Name the largest student
group at Notre Dame without saxophones.
The largest with
them, naturally, is the Notre Dame Band, which had 360 members
last fall, including 52 saxophone players.
Second in size, with
about 300 students, is an organization that's much less visible
and more than a hundred years younger.
The Student International
Business Council, founded in 1988 (versus 1846 for the band) bills
itself as the largest academic student organization on campus.
It's also undoubtedly the wealthiest, with an endowment valued
at $3.3 million, according to the organization's adviser, Susan
M. Soisson, an assistant program manager in the Division of Student
Activities.
The business council
began as the Notre Dame Council on International Business Development.

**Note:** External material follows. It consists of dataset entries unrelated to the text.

//! Query Router — picks a strategy (caller's choice or classifier's) and
//! dispatches to it.
//!
//! Classifier problems never reach the caller: a failed, unusable, or
//! missing classification falls back to semantic search at confidence 0.5.

use std::collections::BTreeMap;
use std::sync::atomic::{AtomicU64, Ordering};
use std::sync::Arc;

use chrono::{DateTime, Utc};
use serde::Serialize;

use crate::cancel::CancelToken;
use crate::constants::FALLBACK_CONFIDENCE;
use crate::processing::classifier::{Classification, QueryClassifier};
use crate::retrieval::fusion::validate_weights;
use crate::retrieval::strategies::weighted::{default_hybrid_weights, WeightedHybridStrategy};
use crate::retrieval::strategies::{parse_relative_time, StrategySet};
use crate::retrieval::{SearchHit, SearchParams, Strategy, StrategyKind};
use crate::{RecallError, RecallResult};

#[derive(Debug, Clone, Copy, PartialEq, Eq, Serialize)]
#[serde(rename_all = "snake_case")]
pub enum DecisionSource {
    Explicit,
    Classifier,
    Fallback,
}

#[derive(Debug, Clone, PartialEq, Serialize)]
pub struct RouteDecision {
    pub strategy: StrategyKind,
    pub confidence: f64,
    pub explanation: String,
    pub source: DecisionSource,
}

impl RouteDecision {
    fn fallback(note: String) -> Self {
        Self {
            strategy: StrategyKind::Semantic,
            confidence: FALLBACK_CONFIDENCE,
            explanation: note,
            source: DecisionSource::Fallback,
        }
    }
}

#[derive(Debug, Clone, Serialize)]
pub struct RouteOutcome {
    pub decision: RouteDecision,
    pub hits: Vec<SearchHit>,
}

pub struct QueryRouter {
    strategies: StrategySet,
    classifier: Option<Arc<dyn QueryClassifier>>,
    counters: [AtomicU64; 6],
    tolerate_partial_failure: bool,
}

impl QueryRouter {
    pub fn new(
        strategies: StrategySet,
        classifier: Option<Arc<dyn QueryClassifier>>,
        tolerate_partial_failure: bool,
    ) -> Self {
        Self {
            strategies,
            classifier,
            counters: Default::default(),
            tolerate_partial_failure,
        }
    }

    /// Route and run one query. `explicit` bypasses the classifier.
    pub fn route(
        &self,
        caller_params: &SearchParams,
        explicit: Option<StrategyKind>,
        cancel: &CancelToken,
    ) -> RecallResult<RouteOutcome> {
        cancel.check()?;
        let mut params = caller_params.clone();

        let decision = match explicit {
            Some(strategy) => RouteDecision {
                strategy,
                confidence: 1.0,
                explanation: "Strategy chosen by caller".to_string(),
                source: DecisionSource::Explicit,
            },
            None => self.decide(&mut params, cancel)?,
        };

        tracing::info!(
            user = %params.user_id,
            strategy = %decision.strategy,
            confidence = decision.confidence,
            source = ?decision.source,
            "Query routed"
        );

        match self.dispatch(decision.strategy, &params, cancel) {
            Ok(hits) => Ok(RouteOutcome { decision, hits }),
            // A classifier answer that fails at run time is a classifier failure
            Err(e) if decision.source == DecisionSource::Classifier && !e.is_cancellation() => {
                tracing::warn!(
                    strategy = %decision.strategy,
                    error = %e,
                    "Classifier-chosen strategy failed, falling back to semantic"
                );
                let decision = RouteDecision::fallback(format!(
                    "Classifier chose {} but it failed ({}), using semantic search",
                    decision.strategy, e
                ));
                let hits = self.dispatch(decision.strategy, caller_params, cancel)?;
                Ok(RouteOutcome { decision, hits })
            }
            Err(e) => Err(e),
        }
    }

    /// Per-strategy invocation counts since construction.
    pub fn invocation_counts(&self) -> BTreeMap<StrategyKind, u64> {
        StrategyKind::ALL
            .iter()
            .map(|k| (*k, self.counters[k.index()].load(Ordering::Relaxed)))
            .collect()
    }

    fn decide(&self, params: &mut SearchParams, cancel: &CancelToken) -> RecallResult<RouteDecision> {
        let Some(classifier) = &self.classifier else {
            return Ok(RouteDecision::fallback(
                "No classifier configured, using semantic search".to_string(),
            ));
        };

        let classification = match classifier.classify(&params.query, cancel) {
            Ok(c) => c,
            Err(e) if e.is_cancellation() => return Err(e),
            Err(e) => {
                tracing::warn!(error = %e, "Query classification failed, falling back to semantic");
                return Ok(RouteDecision::fallback(format!(
                    "Classification failed ({}), using semantic search",
                    e
                )));
            }
        };

        let mut merged = params.clone();
        merge_classification(&mut merged, &classification);
        if let Some(problem) = unusable(classification.strategy, &merged, Utc::now()) {
            tracing::warn!(
                strategy = %classification.strategy,
                problem = %problem,
                "Classification unusable, falling back to semantic"
            );
            return Ok(RouteDecision::fallback(format!(
                "Classifier chose {} but {}, using semantic search",
                classification.strategy, problem
            )));
        }

        *params = merged;
        Ok(RouteDecision {
            strategy: classification.strategy,
            confidence: classification.confidence,
            explanation: classification.explanation,
            source: DecisionSource::Classifier,
        })
    }

    fn dispatch(
        &self,
        kind: StrategyKind,
        params: &SearchParams,
        cancel: &CancelToken,
    ) -> RecallResult<Vec<SearchHit>> {
        self.counters[kind.index()].fetch_add(1, Ordering::Relaxed);
        match kind {
            StrategyKind::Hybrid => {
                let weights = params.weights.clone().unwrap_or_else(default_hybrid_weights);
                let hybrid = WeightedHybridStrategy::new(
                    &weights,
                    &self.strategies,
                    self.tolerate_partial_failure,
                )?;
                hybrid.search(params, cancel)
            }
            base => {
                let strategy = self.strategies.get(base).ok_or_else(|| {
                    RecallError::InvalidInput(format!("No strategy registered for {}", base))
                })?;
                strategy.search(params, cancel)
            }
        }
    }
}

/// Fill caller-unset parameters from the classifier's suggestions.
fn merge_classification(params: &mut SearchParams, c: &Classification) {
    if params.keywords.is_empty() {
        params.keywords = c.params.keywords.clone();
    }
    if params.categories.is_empty() {
        params.categories = c.params.categories.clone();
    }
    if params.time_range.is_none() && params.relative_time.is_none() {
        params.relative_time = c.params.relative_time.clone();
    }
    if params.root_memory_id.is_none() {
        params.root_memory_id = c.params.relationship_focus.clone();
    }
    if params.weights.is_none() {
        params.weights = c.params.weights.clone();
    }
}

/// Why a classifier-chosen strategy cannot run with these params, if so.
fn unusable(kind: StrategyKind, params: &SearchParams, now: DateTime<Utc>) -> Option<String> {
    match kind {
        StrategyKind::Categorical if params.categories.is_empty() => {
            Some("no categories were given".to_string())
        }
        StrategyKind::Temporal => match (&params.time_range, &params.relative_time) {
            (Some((start, end)), _) if start > end => Some("its time range is inverted".to_string()),
            (Some(_), _) => None,
            (None, Some(expr)) => parse_relative_time(expr, now)
                .err()
                .map(|e| format!("its time window is unusable ({})", e)),
            (None, None) => Some("no time window was given".to_string()),
        },
        StrategyKind::Graph if params.root_memory_id.is_none() => {
            Some("no root memory was given".to_string())
        }
        StrategyKind::Hybrid => params
            .weights
            .as_ref()
            .and_then(|w| validate_weights(w).err())
            .map(|e| format!("its weights are invalid ({})", e)),
        _ => None,
    }
}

It was based on an idea of Father Hesburgh's and was established
with an endowment gift from attorney and investor Frank Potenziani
'67. The name was changed in 2000. More recently a similar organization
for Notre Dame alumni has been established. It's called the International
Business Council.
As its name suggests,
the Student International Business Council promotes student involvement
in and knowledge of international business. One if its main activities
is arranging internships with companies in foreign countries.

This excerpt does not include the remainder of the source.